We've taken bulbs to transplant everywhere we've lived, and Mom brought some to my house the first few years we were here.
They've been close to blooming.
Today, after the phone call from my Dad saying Mom once again has
melanoma, I walk outside, and the flowers by the door have bloomed.
It's my rainbow, a sign of beauty, my reminder of hope.
Christ is here, and he's in the boat with me.

dangerous weekends

Two weekends ago my hometown, specifically the subdivision I lived in, was hit by a tornado.
This past weekend where I went to college was flooded. At least five of my friends in Nashville are okay, though two FWB churches and the Randall House printing & bookstore were flooded. We're still waiting word on the college itself.

Yesterday's jr church lesson was on possessions and God's view of them.
Last night's lesson was on our possessions, the needs of others, and our willingness to share and help, specifically for those impacted by national disasters such as famines.

Isn't it neat how the lessons we learn in church are always applicable to our lives?

Saturday, May 1, 2010

the not so funny funny pages

Yesterday while reading the comics (you know that section of the paper you always read first, just in case you don't have time for anything else), I was quite shocked to read this in one of my favorite strips:


Now, is Frazz saying he thinks the Bible is contradictory, or that the boy would think that? I was a tad offended, until I read the last panel. Just because you don't understand the section you are reading of something doesn't mean it contradicts the earlier parts. Or is he saying that only applies to math or science?

Either way, it saddens me greatly that the world perceives Christians as ignorant, foolish, and illogical. I know Christ said the simplicity of our beliefs would cause people to claim the faith foolishness, but we have to admit there are tons of Christians who give credence to the claims of the world. And I struggle greatly sometimes with where to draw the line on things.

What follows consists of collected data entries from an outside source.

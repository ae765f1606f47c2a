use std::io::prelude::*;
use std::sync::Arc;
use std::time::Duration;

use flate2::read::GzDecoder;
use rand::Rng;
use reqwest::header::{CONTENT_TYPE, USER_AGENT};
use reqwest::Url;
use tokio::time::{sleep, timeout};
use tokio_util::sync::CancellationToken;

use crate::config::FetchConfig;
use crate::error::FetchError;
use crate::event::{Event, EventSink, LogSink, Outcome, Stage};
use crate::limiter::RateLimiter;
use crate::resource::{FetchOutcome, RawPayload, ResourceDescriptor, SkipReason};
use crate::store::HintLedger;

/// Retry loop states, bounded by `max_retries`.
#[derive(Debug)]
enum Attempt {
    Attempting(u32),
    Retrying { attempt: u32, error: FetchError },
    Finished(FetchOutcome),
}

/// HTTP retrieval with bounded concurrency, per-host spacing, retries and
/// timeouts.
pub struct Fetcher {
    client: reqwest::Client,
    config: FetchConfig,
    limiter: RateLimiter,
    hints: Option<Arc<HintLedger>>,
    sink: Arc<dyn EventSink>,
    cancel: CancellationToken,
}

impl Fetcher {
    pub fn new(config: FetchConfig) -> reqwest::Result<Self> {
        let client = reqwest::ClientBuilder::new()
            .gzip(true)
            .deflate(true)
            .connect_timeout(config.timeout())
            .build()?;
        let limiter = RateLimiter::new(config.max_concurrency, config.min_interval());

        Ok(Self {
            client,
            config,
            limiter,
            hints: None,
            sink: Arc::new(LogSink),
            cancel: CancellationToken::new(),
        })
    }

    pub fn with_hints(mut self, hints: Arc<HintLedger>) -> Self {
        self.hints = Some(hints);
        self
    }

    pub fn with_sink(mut self, sink: Arc<dyn EventSink>) -> Self {
        self.sink = sink;
        self
    }

    pub fn with_cancellation(mut self, cancel: CancellationToken) -> Self {
        self.cancel = cancel;
        self
    }

    pub fn config(&self) -> &FetchConfig {
        &self.config
    }

    /// Fetches a resource, or skips it when its hint matches the recorded one.
    pub async fn fetch(&self, descriptor: &ResourceDescriptor) -> FetchOutcome {
        if let (Some(hints), Some(hint)) = (&self.hints, &descriptor.last_modified_hint) {
            if hints.is_unchanged(&descriptor.external_id, hint) {
                self.sink.emit(
                    &Event::new(Stage::Fetch, &descriptor.external_id, Outcome::Skipped)
                        .detail(SkipReason::Unchanged),
                );
                return FetchOutcome::Skipped(SkipReason::Unchanged);
            }
        }
        self.fetch_url(&descriptor.external_id, &descriptor.url).await
    }

    /// Fetches `url` without consulting hints.
    pub async fn fetch_url(&self, id: &str, url: &str) -> FetchOutcome {
        let mut state = Attempt::Attempting(1);
        loop {
            state = match state {
                Attempt::Attempting(_) if self.cancel.is_cancelled() => {
                    Attempt::Finished(FetchOutcome::Skipped(SkipReason::Cancelled))
                }
                Attempt::Attempting(attempt) => match self.attempt(url).await {
                    Ok(bytes) => {
                        self.sink.emit(
                            &Event::new(Stage::Fetch, id, Outcome::Success).attempt(attempt),
                        );
                        Attempt::Finished(FetchOutcome::Success(RawPayload::new(bytes, url)))
                    }
                    Err(error) if error.is_retryable() && attempt <= self.config.max_retries => {
                        self.sink.emit(
                            &Event::new(Stage::Fetch, id, Outcome::Retry)
                                .attempt(attempt)
                                .error(error.kind(), &error),
                        );
                        Attempt::Retrying { attempt, error }
                    }
                    Err(error) => {
                        self.sink.emit(
                            &Event::new(Stage::Fetch, id, Outcome::Failed)
                                .attempt(attempt)
                                .error(error.kind(), &error),
                        );
                        Attempt::Finished(FetchOutcome::Failed {
                            error,
                            attempts: attempt,
                        })
                    }
                },
                Attempt::Retrying { attempt, error } => {
                    let delay = self.delay(attempt);
                    log::debug!("Retrying {url} in {delay:?} after: {error}");
                    tokio::select! {
                        _ = self.cancel.cancelled() => {
                            Attempt::Finished(FetchOutcome::Skipped(SkipReason::Cancelled))
                        }
                        _ = sleep(delay) => Attempt::Attempting(attempt + 1),
                    }
                }
                Attempt::Finished(outcome) => return outcome,
            };
        }
    }

    fn delay(&self, attempt: u32) -> Duration {
        let delay = self.config.backoff(attempt);
        if !self.config.jitter || delay.is_zero() {
            return delay;
        }
        let millis = delay.as_millis() as u64;
        Duration::from_millis(rand::thread_rng().gen_range(millis / 2..=millis))
    }

    async fn attempt(&self, url: &str) -> Result<Vec<u8>, FetchError> {
        let parsed = Url::parse(url).map_err(|e| FetchError::Url {
            url: url.to_string(),
            reason: e.to_string(),
        })?;
        let host = parsed.host_str().unwrap_or_default().to_string();

        let _permit = self
            .limiter
            .acquire(&host)
            .await
            .map_err(|e| FetchError::Connect {
                url: url.to_string(),
                reason: e.to_string(),
            })?;

        match timeout(self.config.timeout(), self.download(parsed)).await {
            Ok(res) => res,
            Err(_) => Err(FetchError::Timeout {
                url: url.to_string(),
            }),
        }
    }

    async fn download(&self, url: Url) -> Result<Vec<u8>, FetchError> {
        let url_str = url.to_string();
        let resp = self
            .client
            .get(url)
            .header(USER_AGENT, &self.config.user_agent)
            .send()
            .await
            .map_err(|e| FetchError::from_reqwest(&url_str, e))?;

        let status = resp.status();
        if status.is_server_error() {
            return Err(FetchError::Server {
                url: url_str,
                status,
            });
        }
        if status.is_client_error() {
            return Err(FetchError::Client {
                url: url_str,
                status,
            });
        }
        if !status.is_success() {
            return Err(FetchError::Status {
                url: url_str,
                status,
            });
        }

        let gzipped = matches!(
            resp.headers().get(CONTENT_TYPE),
            Some(c) if c == "application/x-gzip" || c == "application/gzip"
        );
        let body = resp
            .bytes()
            .await
            .map_err(|e| FetchError::from_reqwest(&url_str, e))?;

        if gzipped {
            let mut gz = GzDecoder::new(&body[..]);
            let mut page = Vec::new();
            gz.read_to_end(&mut page).map_err(|e| FetchError::Body {
                url: url_str.clone(),
                reason: e.to_string(),
            })?;
            Ok(page)
        } else {
            Ok(body.to_vec())
        }
    }
}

I feel too many Christians shun the arts (both artwork and literature), astrology, and certain branches of science because of how corrupted the world has made some of those fields. I want to guard my heart, but I also think it's important to be educated. I think of Daniel, Paul, and Moses...all who were greatly used of God, but all of whom received "worldly" educations. They were well-trained in the best worldly methods of the day.

Which leads me back to the above comic - why is it a lack of understanding for Calculus but not the Bible?